What is asked for is the whole listing, given again word for word.
□ □ □ □
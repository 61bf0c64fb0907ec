use anyhow::{Context, Result};
use serde::{Deserialize, Serialize};
use std::collections::BTreeMap;
use std::path::{Path, PathBuf};

pub const MANIFEST_FILENAME: &str = ".cine_manifest.json";

/// Processing outcome recorded per filename. Closed set; every read site
/// matches exhaustively.
#[derive(Debug, Clone, Copy, PartialEq, Eq, Serialize, Deserialize)]
#[serde(rename_all = "lowercase")]
pub enum EntryStatus {
    /// Found already in canonical form; adopted as-is.
    Adopted,
    /// Oracle + probe reproduced the current name exactly.
    Verified,
    /// Renamed by us; `origin` holds the prior filename.
    Renamed,
}

/// Ledger record keyed by filename (not full path). Wire keys `fecha` and
/// `origen` match manifests written by earlier versions of the tool.
#[derive(Debug, Clone, Serialize, Deserialize)]
pub struct ManifestEntry {
    #[serde(default, skip_serializing_if = "Option::is_none")]
    status: Option<EntryStatus>,
    #[serde(rename = "origen", default, skip_serializing_if = "Option::is_none")]
    pub origin: Option<String>,
    #[serde(rename = "fecha")]
    pub timestamp: String,
}

impl ManifestEntry {
    pub fn new(status: EntryStatus, origin: Option<String>) -> Self {
        let timestamp = chrono::Local::now()
            .format("%Y-%m-%d %H:%M:%S%.6f")
            .to_string();
        Self {
            status: Some(status),
            origin,
            timestamp,
        }
    }

    /// Older manifests wrote rename records with only `origen` + `fecha`.
    pub fn status(&self) -> EntryStatus {
        match self.status {
            Some(s) => s,
            None if self.origin.is_some() => EntryStatus::Renamed,
            None => EntryStatus::Adopted,
        }
    }
}

/// The only durable state in the system: once a filename is a key here,
/// later runs never re-submit the file to the oracle. Read once at startup,
/// written once after the full run. Entries are never deleted.
#[derive(Debug, Default)]
pub struct Manifest {
    entries: BTreeMap<String, ManifestEntry>,
}

impl Manifest {
    fn path_for(root: &Path) -> PathBuf {
        root.join(MANIFEST_FILENAME)
    }

    /// Missing or unparsable manifest is an empty manifest, never fatal:
    /// the worst case is re-resolving files the ledger already knew.
    pub fn load(root: &Path) -> Self {
        let path = Self::path_for(root);
        let entries = std::fs::read_to_string(&path)
            .ok()
            .and_then(|text| serde_json::from_str(&text).ok())
            .unwrap_or_default();
        Self { entries }
    }

    /// The caller logs and swallows errors: by save time every rename is
    /// already committed on disk, so a lost ledger update only costs
    /// re-resolution on the next run.
    pub fn save(&self, root: &Path) -> Result<()> {
        let path = Self::path_for(root);
        let json = serde_json::to_string_pretty(&self.entries)?;
        std::fs::write(&path, json).with_context(|| format!("write manifest {:?}", path))?;
        Ok(())
    }

    pub fn contains(&self, filename: &str) -> bool {
        self.entries.contains_key(filename)
    }

    pub fn insert(&mut self, filename: String, entry: ManifestEntry) {
        self.entries.insert(filename, entry);
    }

    pub fn len(&self) -> usize {
        self.entries.len()
    }

    pub fn is_empty(&self) -> bool {
        self.entries.is_empty()
    }

    #[cfg(test)]
    pub fn get(&self, filename: &str) -> Option<&ManifestEntry> {
        self.entries.get(filename)
    }
}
□ □ □ □
## Exercise output:
repository 61bf0c64fb0907ec
use anyhow::{Context, Result};
use serde::{Deserialize, Serialize};
use std::collections::BTreeMap;
use std::path::{Path, PathBuf};

pub const MANIFEST_FILENAME: &str = ".cine_manifest.json";

/// Processing outcome recorded per filename. Closed set; every read site
/// matches exhaustively.
#[derive(Debug, Clone, Copy, PartialEq, Eq, Serialize, Deserialize)]
#[serde(rename_all = "lowercase")]
pub enum EntryStatus {
    /// Found already in canonical form; adopted as-is.
    Adopted,
    /// Oracle + probe reproduced the current name exactly.
    Verified,
    /// Renamed by us; `origin` holds the prior filename.
    Renamed,
}

/// Ledger record keyed by filename (not full path). Wire keys `fecha` and
/// `origen` match manifests written by earlier versions of the tool.
#[derive(Debug, Clone, Serialize, Deserialize)]
pub struct ManifestEntry {
    #[serde(default, skip_serializing_if = "Option::is_none")]
    status: Option<EntryStatus>,
    #[serde(rename = "origen", default, skip_serializing_if = "Option::is_none")]
    pub origin: Option<String>,
    #[serde(rename = "fecha")]
    pub timestamp: String,
}

impl ManifestEntry {
    pub fn new(status: EntryStatus, origin: Option<String>) -> Self {
        let timestamp = chrono::Local::now()
            .format("%Y-%m-%d %H:%M:%S%.6f")
            .to_string();
        Self {
            status: Some(status),
            origin,
            timestamp,
        }
    }

    /// Older manifests wrote rename records with only `origen` + `fecha`.
    pub fn status(&self) -> EntryStatus {
        match self.status {
            Some(s) => s,
            None if self.origin.is_some() => EntryStatus::Renamed,
            None => EntryStatus::Adopted,
        }
    }
}

/// The only durable state in the system: once a filename is a key here,
/// later runs never re-submit the file to the oracle. Read once at startup,
/// written once after the full run. Entries are never deleted.
#[derive(Debug, Default)]
pub struct Manifest {
    entries: BTreeMap<String, ManifestEntry>,
}

impl Manifest {
    fn path_for(root: &Path) -> PathBuf {
        root.join(MANIFEST_FILENAME)
    }

    /// Missing or unparsable manifest is an empty manifest, never fatal:
    /// the worst case is re-resolving files the ledger already knew.
    pub fn load(root: &Path) -> Self {
        let path = Self::path_for(root);
        let entries = std::fs::read_to_string(&path)
            .ok()
            .and_then(|text| serde_json::from_str(&text).ok())
            .unwrap_or_default();
        Self { entries }
    }

    /// The caller logs and swallows errors: by save time every rename is
    /// already committed on disk, so a lost ledger update only costs
    /// re-resolution on the next run.
    pub fn save(&self, root: &Path) -> Result<()> {
        let path = Self::path_for(root);
        let json = serde_json::to_string_pretty(&self.entries)?;
        std::fs::write(&path, json).with_context(|| format!("write manifest {:?}", path))?;
        Ok(())
    }

    pub fn contains(&self, filename: &str) -> bool {
        self.entries.contains_key(filename)
    }

    pub fn insert(&mut self, filename: String, entry: ManifestEntry) {
        self.entries.insert(filename, entry);
    }

    pub fn len(&self) -> usize {
        self.entries.len()
    }

    pub fn is_empty(&self) -> bool {
        self.entries.is_empty()
    }

    #[cfg(test)]
    pub fn get(&self, filename: &str) -> Option<&ManifestEntry> {
        self.entries.get(filename)
    }
}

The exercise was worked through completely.